BEST STARTS FOR KIDS
Is My Child Learning to Speak Normally?
1. Learning to Make Sounds Correctly
Did you know most children learn to produce sounds in roughly the same order of difficulty?
There are many, many parents who wonder if their children are learning to speak 'normally.'
Over my many years of working with children, concerns over speech proved to be the most common one followed closely by behavioural issues.
After working with many different speech therapists over years, I've included some of the information I've learnt below, which may be useful to you:
And if you have any concerns, about if your child's speech is developing normally, the following information may help.
Normal is a very big range and the following is a guide only.
Between the ages 1-2 years you'll begin to hear consonants like: m p b w n t d. These are relatively easy for your child to see you produce and reproduce themselves. M p b w are especially easy to show with your lips. You may even hear these sounds earlier in cooing and babbling.
Between 2- 2 1/2 years: children will continue to develop their abilities but are still relatively limited in the sounds they can accurately produce. You will often hear sound substitutions around this age. Note the inclusion of the softer sounds (k & g) : m p b w n t d h ng k g
Between 2 1/2 to 3 1/2 years: in addition to k and g being used you would expect the inclusions of (s & l) to begin to appear: m p b w n t d h ng k g f y s l
Did you know that sounds at the beginning of a word are often easier to make than in the middle or at the end of a word.
For example: If you're targeting a specific sound, say 's' start with 's' at the beginnings of words: e.g. sat, set, sit, sand, salt, etc. When they can do that you could progress to the endings of words: e.g. fuss, bus, class, bass, hiss, etc. Then last of all 's' in the middle of words: e.g.bossy, fussy, classy, messy, etc
Between 3 1/2 years to 4 1/2 years: children became capable of making most simple sounds and use less sound substitutions:
m p b w n t d h ng k g f v y s z l r ch j
Over 4 1/2 years: most children can produce most sounds although 'th' can prove slow for many:
m p b w n t d ng k g f v y s z l r ch j sh zh (as in leisure) th (as in thick) and th as in (the)
This simple check list gives you a guide only of what this sound development might look like in practice, and some indication of if there's a problem.
2. By repeating children's errors correctly, rather than drawing attention to them, you're likely to maintain a positive attitude towards speech.
3. Be positive. Notice any improvement and lay praise on thick whenever they get it right.
Remember you're trying to help your child have a positive attitude towards speaking.
Despite your best efforts however, there are some children, that continue to have some difficulty with articulation and may benefit from a speech assessment.
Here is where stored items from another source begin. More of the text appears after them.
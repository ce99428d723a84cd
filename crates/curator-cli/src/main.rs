//! curator — arXiv paper ingestion.
//! Entry point for the command-line binary.

mod cli;

use anyhow::{Context, Result};
use chrono::Utc;
use clap::Parser;
use curator_config::Config;
use curator_ingestion::pipeline::PipelineOptions;
use curator_ingestion::repository::PaperStore;
use curator_ingestion::services::ServiceCache;
use tracing::{info, warn};
use tracing_subscriber::EnvFilter;

use cli::{Cli, Command, IngestArgs};

#[tokio::main]
async fn main() -> Result<()> {
    let _ = dotenvy::dotenv();
    let cli = Cli::parse();

    let default_filter = if cli.quiet {
        "warn"
    } else if cli.verbose {
        "curator_ingestion=debug,curator_cli=debug,info"
    } else {
        "info"
    };
    tracing_subscriber::fmt()
        .with_env_filter(EnvFilter::try_from_default_env().unwrap_or_else(|_| EnvFilter::new(default_filter)))
        .with_writer(std::io::stderr)
        .init();

    info!("Version: {}", env!("CARGO_PKG_VERSION"));
    let config = Config::load().context("could not load curator.toml")?;
    let services = ServiceCache::new(config);

    match cli.command {
        Command::Ingest(args) => ingest(&services, &args).await,
        Command::InitIndex { force } => init_index(&services, force).await,
        Command::Stats => stats(&services).await,
    }
}

async fn ingest(services: &ServiceCache, args: &IngestArgs) -> Result<()> {
    let range = args.date_range(Utc::now().date_naive())?;

    let mut options = PipelineOptions::from_config(services.config());
    options.fetch_content = !args.no_pdfs;
    options.persist = !args.no_store;
    options.index = args.index;
    options.use_cache = !args.no_cache;
    if let Some(n) = args.max_results {
        options.max_results = n;
    }

    if options.index {
        let opensearch = services.opensearch().await?;
        if !opensearch.health_check().await {
            warn!("OpenSearch is not healthy; index stage failures are likely");
        }
        opensearch.create_index(false).await.context("could not prepare search index")?;
    }

    let pipeline = services.pipeline(&options).await?;
    let report = pipeline.run(&range, &options).await?;

    println!("{}", serde_json::to_string_pretty(&report)?);
    if !report.is_clean() {
        warn!(errors = report.errors.len(), "Ingestion finished with errors");
    }
    Ok(())
}

async fn init_index(services: &ServiceCache, force: bool) -> Result<()> {
    let opensearch = services.opensearch().await?;
    let created = opensearch.create_index(force).await?;
    if created {
        info!(index = opensearch.index_name(), "Index created");
    } else {
        info!(index = opensearch.index_name(), "Index already exists (use --force to recreate)");
    }
    Ok(())
}

async fn stats(services: &ServiceCache) -> Result<()> {
    let store = services.store().await?;
    let total = store.count().await?;
    let processed = store.processed_count().await?;

    let mut out = serde_json::json!({
        "papers": total,
        "pdf_processed": processed,
    });

    let opensearch = services.opensearch().await?;
    if opensearch.health_check().await {
        match opensearch.document_count().await {
            Ok(n) => out["indexed"] = n.into(),
            Err(e) => warn!(error = %e, "Could not count indexed documents"),
        }
    }

    println!("{}", serde_json::to_string_pretty(&out)?);
    Ok(())
}
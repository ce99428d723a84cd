//! Data models for the ingestion pipeline.
//!
//! One type per stage boundary: the source yields [`SourceRecord`]s, the
//! parser yields [`ParsedContent`], the store accepts a [`PaperUpsert`] and
//! returns a [`StoredRecord`], and the search index receives an
//! [`IndexDocument`].

use chrono::{DateTime, Duration, NaiveDate, Utc};
use serde::{Deserialize, Serialize};
use std::collections::BTreeSet;
use std::fmt;
use std::path::PathBuf;
use uuid::Uuid;

/// One paper's metadata as returned by the source.
#[derive(Debug, Clone, PartialEq, Serialize, Deserialize)]
pub struct SourceRecord {
    pub arxiv_id: String,
    pub title: String,
    pub authors: Vec<String>,
    pub abstract_text: String,
    pub categories: BTreeSet<String>,
    pub published_date: DateTime<Utc>,
    pub pdf_url: String,
}

/// Local handle to downloaded content.
#[derive(Debug, Clone, PartialEq, Eq)]
pub struct ContentHandle {
    pub path: PathBuf,
    pub size_bytes: u64,
    /// True when the file was already present in the cache.
    pub from_cache: bool,
}

#[derive(Debug, Clone, PartialEq, Eq, Serialize, Deserialize)]
pub struct Section {
    pub title: String,
    pub content: String,
}

/// Which parser produced a [`ParsedContent`].
#[derive(Debug, Clone, Copy, PartialEq, Eq, Serialize, Deserialize)]
#[serde(rename_all = "lowercase")]
pub enum ParserKind {
    Lopdf,
}

impl ParserKind {
    pub fn as_str(&self) -> &'static str {
        match self {
            ParserKind::Lopdf => "lopdf",
        }
    }
}

/// Structured text extracted from a PDF.
#[derive(Debug, Clone, PartialEq, Serialize, Deserialize)]
pub struct ParsedContent {
    pub raw_text: String,
    pub sections: Vec<Section>,
    pub references: Vec<String>,
    pub parser_used: ParserKind,
    pub parser_metadata: serde_json::Value,
    pub extracted_at: DateTime<Utc>,
}

/// Input to [`crate::repository::PaperStore::upsert`].
///
/// `content == None` is a metadata-only write; it never clears parsed
/// content already stored for the same identifier.
#[derive(Debug, Clone, Copy)]
pub struct PaperUpsert<'a> {
    pub record: &'a SourceRecord,
    pub content: Option<&'a ParsedContent>,
}

impl<'a> PaperUpsert<'a> {
    pub fn metadata_only(record: &'a SourceRecord) -> Self {
        Self { record, content: None }
    }

    pub fn with_content(record: &'a SourceRecord, content: &'a ParsedContent) -> Self {
        Self { record, content: Some(content) }
    }
}

/// A persisted paper row.
#[derive(Debug, Clone, PartialEq, Serialize, Deserialize)]
pub struct StoredRecord {
    pub id: Uuid,
    pub arxiv_id: String,
    pub title: String,
    pub authors: Vec<String>,
    pub abstract_text: String,
    pub categories: Vec<String>,
    pub published_date: DateTime<Utc>,
    pub pdf_url: String,

    pub raw_text: Option<String>,
    pub sections: Option<Vec<Section>>,
    pub references: Option<Vec<String>>,
    pub parser_used: Option<String>,
    pub parser_metadata: serde_json::Value,
    pub pdf_processed: bool,
    pub pdf_processing_date: Option<DateTime<Utc>>,

    pub created_at: DateTime<Utc>,
    pub updated_at: DateTime<Utc>,
}

impl StoredRecord {
    /// Build a fresh row for an identifier seen for the first time.
    pub fn new(upsert: &PaperUpsert<'_>, now: DateTime<Utc>) -> Self {
        let record = upsert.record;
        let mut stored = Self {
            id: Uuid::new_v4(),
            arxiv_id: record.arxiv_id.clone(),
            title: record.title.clone(),
            authors: record.authors.clone(),
            abstract_text: record.abstract_text.clone(),
            categories: record.categories.iter().cloned().collect(),
            published_date: record.published_date,
            pdf_url: record.pdf_url.clone(),
            raw_text: None,
            sections: None,
            references: None,
            parser_used: None,
            parser_metadata: unprocessed_note(),
            pdf_processed: false,
            pdf_processing_date: None,
            created_at: now,
            updated_at: now,
        };
        if let Some(content) = upsert.content {
            stored.apply_content(content, now);
        }
        stored
    }

    /// Merge an upsert into an existing row.
    ///
    /// Existing metadata is kept; parsed content replaces the stored content
    /// when present and is otherwise left untouched.
    pub fn merge(&mut self, upsert: &PaperUpsert<'_>, now: DateTime<Utc>) {
        if let Some(content) = upsert.content {
            self.apply_content(content, now);
        }
        self.updated_at = now;
    }

    fn apply_content(&mut self, content: &ParsedContent, now: DateTime<Utc>) {
        self.raw_text = Some(content.raw_text.clone());
        self.sections = Some(content.sections.clone());
        self.references = Some(content.references.clone());
        self.parser_used = Some(content.parser_used.as_str().to_string());
        self.parser_metadata = content.parser_metadata.clone();
        self.pdf_processed = true;
        self.pdf_processing_date = Some(now);
    }

    /// `pdf_processed` is set exactly when the parsed-content columns are.
    pub fn is_consistent(&self) -> bool {
        let has_content = self.raw_text.is_some() && self.sections.is_some() && self.references.is_some();
        self.pdf_processed == has_content
    }
}

/// Parser metadata recorded for metadata-only rows.
pub fn unprocessed_note() -> serde_json::Value {
    serde_json::json!({ "note": "PDF not processed" })
}

/// Flattened search document.
#[derive(Debug, Clone, PartialEq, Serialize, Deserialize)]
pub struct IndexDocument {
    pub arxiv_id: String,
    pub title: String,
    /// Authors joined with ", ".
    pub authors: String,
    #[serde(rename = "abstract")]
    pub abstract_text: String,
    pub categories: Vec<String>,
    pub pdf_url: String,
    /// RFC 3339 timestamp.
    pub published_date: String,
    /// PDF text truncated to the configured number of characters; empty when
    /// the paper has no parsed content.
    pub raw_text: String,
}

impl IndexDocument {
    pub fn from_record(record: &SourceRecord, content: Option<&ParsedContent>, max_text_chars: usize) -> Self {
        let raw_text = content
            .map(|c| truncate_chars(&c.raw_text, max_text_chars))
            .unwrap_or_default();

        Self {
            arxiv_id: record.arxiv_id.clone(),
            title: record.title.clone(),
            authors: record.authors.join(", "),
            abstract_text: record.abstract_text.clone(),
            categories: record.categories.iter().cloned().collect(),
            pdf_url: record.pdf_url.clone(),
            published_date: record.published_date.to_rfc3339(),
            raw_text,
        }
    }
}

/// First `max_chars` characters of `text`, never splitting a code point.
pub fn truncate_chars(text: &str, max_chars: usize) -> String {
    match text.char_indices().nth(max_chars) {
        Some((byte_idx, _)) => text[..byte_idx].to_string(),
        None => text.to_string(),
    }
}

/// Inclusive range of submission dates a run targets.
#[derive(Debug, Clone, Copy, PartialEq, Eq, Serialize, Deserialize)]
pub struct DateRange {
    pub from: NaiveDate,
    pub to: NaiveDate,
}

impl DateRange {
    /// Returns `None` when `from` is after `to`.
    pub fn new(from: NaiveDate, to: NaiveDate) -> Option<Self> {
        (from <= to).then_some(Self { from, to })
    }

    pub fn single_day(day: NaiveDate) -> Self {
        Self { from: day, to: day }
    }

    /// The day before `logical_date`, which is what a daily job ingests.
    pub fn day_before(logical_date: NaiveDate) -> Self {
        Self::single_day(logical_date - Duration::days(1))
    }

    /// `from` in the source's `YYYYMMDD` format.
    pub fn source_from(&self) -> String {
        self.from.format("%Y%m%d").to_string()
    }

    /// `to` in the source's `YYYYMMDD` format.
    pub fn source_to(&self) -> String {
        self.to.format("%Y%m%d").to_string()
    }
}

impl fmt::Display for DateRange {
    fn fmt(&self, f: &mut fmt::Formatter<'_>) -> fmt::Result {
        if self.from == self.to {
            write!(f, "{}", self.from)
        } else {
            write!(f, "{}..{}", self.from, self.to)
        }
    }
}
use curator_config::Config;
use serde::{Deserialize, Serialize};
use tokio::sync::Semaphore;

pub use curator_config::PersistOrder;

use super::retry::RetryPolicy;
use crate::error::PipelineError;

/// Switches and limits for one run.
#[derive(Debug, Clone, Serialize, Deserialize)]
pub struct PipelineOptions {
    /// Download and parse PDFs. When false, records go straight to persist.
    #[serde(default = "default_true")]
    pub fetch_content: bool,
    #[serde(default = "default_true")]
    pub persist: bool,
    #[serde(default)]
    pub index: bool,
    #[serde(default = "default_fetches")]
    pub max_concurrent_fetches: usize,
    #[serde(default = "default_parses")]
    pub max_concurrent_parses: usize,
    #[serde(default = "default_max_results")]
    pub max_results: usize,
    /// Reuse PDFs already present in the download cache.
    #[serde(default = "default_true")]
    pub use_cache: bool,
    #[serde(default)]
    pub persist_order: PersistOrder,
    /// Characters of PDF text sent to the search index.
    #[serde(default = "default_index_chars")]
    pub max_index_text_chars: usize,
    /// Records processed at once. Defaults to fetches + parses.
    #[serde(default)]
    pub max_in_flight: Option<usize>,
    #[serde(default)]
    pub retry: RetryPolicy,
}

fn default_true()          -> bool  { true }
fn default_fetches()       -> usize { 5 }
fn default_parses()        -> usize { 3 }
fn default_max_results()   -> usize { 100 }
fn default_index_chars()   -> usize { 1_000_000 }

impl Default for PipelineOptions {
    fn default() -> Self {
        Self {
            fetch_content: true,
            persist: true,
            index: false,
            max_concurrent_fetches: default_fetches(),
            max_concurrent_parses: default_parses(),
            max_results: default_max_results(),
            use_cache: true,
            persist_order: PersistOrder::default(),
            max_index_text_chars: default_index_chars(),
            max_in_flight: None,
            retry: RetryPolicy::default(),
        }
    }
}

impl PipelineOptions {
    /// Options seeded from the loaded configuration.
    pub fn from_config(config: &Config) -> Self {
        Self {
            max_concurrent_fetches: config.arxiv.max_concurrent_downloads,
            max_concurrent_parses: config.arxiv.max_concurrent_parsing,
            max_results: config.arxiv.max_results,
            persist_order: config.pipeline.persist_order,
            max_index_text_chars: config.opensearch.max_text_size,
            retry: RetryPolicy {
                max_retries: config.pipeline.max_retries,
                base_delay_ms: config.pipeline.retry_base_delay_ms,
                ..RetryPolicy::default()
            },
            ..Self::default()
        }
    }

    pub fn in_flight_limit(&self) -> usize {
        self.max_in_flight
            .unwrap_or(self.max_concurrent_fetches.saturating_add(self.max_concurrent_parses))
            .max(1)
    }

    pub fn validate(&self) -> Result<(), PipelineError> {
        for (key, value) in [
            ("max_concurrent_fetches", self.max_concurrent_fetches),
            ("max_concurrent_parses", self.max_concurrent_parses),
        ] {
            if value == 0 {
                return Err(PipelineError::InvalidOptions(format!("{key} must be at least 1")));
            }
            if value > Semaphore::MAX_PERMITS {
                return Err(PipelineError::InvalidOptions(format!(
                    "{key} must be at most {}",
                    Semaphore::MAX_PERMITS
                )));
            }
        }
        if self.max_results == 0 {
            return Err(PipelineError::InvalidOptions("max_results must be at least 1".into()));
        }
        if self.max_in_flight == Some(0) {
            return Err(PipelineError::InvalidOptions("max_in_flight must be at least 1".into()));
        }
        Ok(())
    }
}
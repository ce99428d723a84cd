use serde::{Deserialize, Serialize};
use std::fmt;

use crate::error::StageError;

/// Per-record pipeline stages, in execution order.
#[derive(Debug, Clone, Copy, PartialEq, Eq, PartialOrd, Ord, Hash, Serialize, Deserialize)]
#[serde(rename_all = "lowercase")]
pub enum Stage {
    Fetch,
    Parse,
    Persist,
    Index,
}

impl Stage {
    pub fn as_str(&self) -> &'static str {
        match self {
            Stage::Fetch   => "fetch",
            Stage::Parse   => "parse",
            Stage::Persist => "persist",
            Stage::Index   => "index",
        }
    }
}

impl fmt::Display for Stage {
    fn fmt(&self, f: &mut fmt::Formatter<'_>) -> fmt::Result {
        f.write_str(self.as_str())
    }
}

#[derive(Debug, Clone, Copy, Default, PartialEq, Eq, Serialize, Deserialize)]
#[serde(rename_all = "lowercase")]
pub enum StageStatus {
    #[default]
    Skipped,
    Succeeded,
    Failed,
}

/// Outcome of every stage for one record.
#[derive(Debug, Clone, PartialEq)]
pub struct StageResult {
    /// Position of the record in the source batch.
    pub index: usize,
    pub arxiv_id: String,
    pub fetch: StageStatus,
    pub parse: StageStatus,
    pub persist: StageStatus,
    pub index_status: StageStatus,
    /// At most one error per stage, in the order they happened.
    pub errors: Vec<(Stage, StageError)>,
    /// Some write of this record was committed during the run.
    pub durable: bool,
}

impl StageResult {
    pub fn new(index: usize, arxiv_id: impl Into<String>) -> Self {
        Self {
            index,
            arxiv_id: arxiv_id.into(),
            fetch: StageStatus::Skipped,
            parse: StageStatus::Skipped,
            persist: StageStatus::Skipped,
            index_status: StageStatus::Skipped,
            errors: Vec::new(),
            durable: false,
        }
    }

    pub fn status(&self, stage: Stage) -> StageStatus {
        match stage {
            Stage::Fetch   => self.fetch,
            Stage::Parse   => self.parse,
            Stage::Persist => self.persist,
            Stage::Index   => self.index_status,
        }
    }

    fn status_mut(&mut self, stage: Stage) -> &mut StageStatus {
        match stage {
            Stage::Fetch   => &mut self.fetch,
            Stage::Parse   => &mut self.parse,
            Stage::Persist => &mut self.persist,
            Stage::Index   => &mut self.index_status,
        }
    }

    /// Mark a stage succeeded. A stage that already failed stays failed.
    pub fn succeed(&mut self, stage: Stage) {
        let status = self.status_mut(stage);
        if *status != StageStatus::Failed {
            *status = StageStatus::Succeeded;
        }
    }

    /// Mark a stage failed. Only the first error of a stage is kept.
    pub fn fail(&mut self, stage: Stage, error: StageError) {
        let status = self.status_mut(stage);
        if *status == StageStatus::Failed {
            return;
        }
        *status = StageStatus::Failed;
        self.errors.push((stage, error));
    }

    /// Errors sorted by stage order.
    pub fn errors_by_stage(&self) -> Vec<&(Stage, StageError)> {
        let mut errors: Vec<_> = self.errors.iter().collect();
        errors.sort_by_key(|(stage, _)| *stage);
        errors
    }
}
They may even need some intervention via a speech therapy programme or home programme.
From my perspective, because language is the foundation for future speaking, reading and writing, I'm inclined to err on the side of caution rather than let a potential problem persist, until a child enters kindergarten. Because at that point children will be learning to read, learning to speak correctly at the same time may make reading more difficult and they may learn more slowly.
Most children develop their speech over time if they're regularly spoken with and encouraged.
By repeating children's errors correctly, rather than drawing attention to them, you're likely to help them develop a positive attitude towards speech.
'I wanna doody,' you could translate to 'You want a cookie.'
By repeating it correctly, emphasising the correct sound, you're providing a positive model on how to produce the sounds accurately.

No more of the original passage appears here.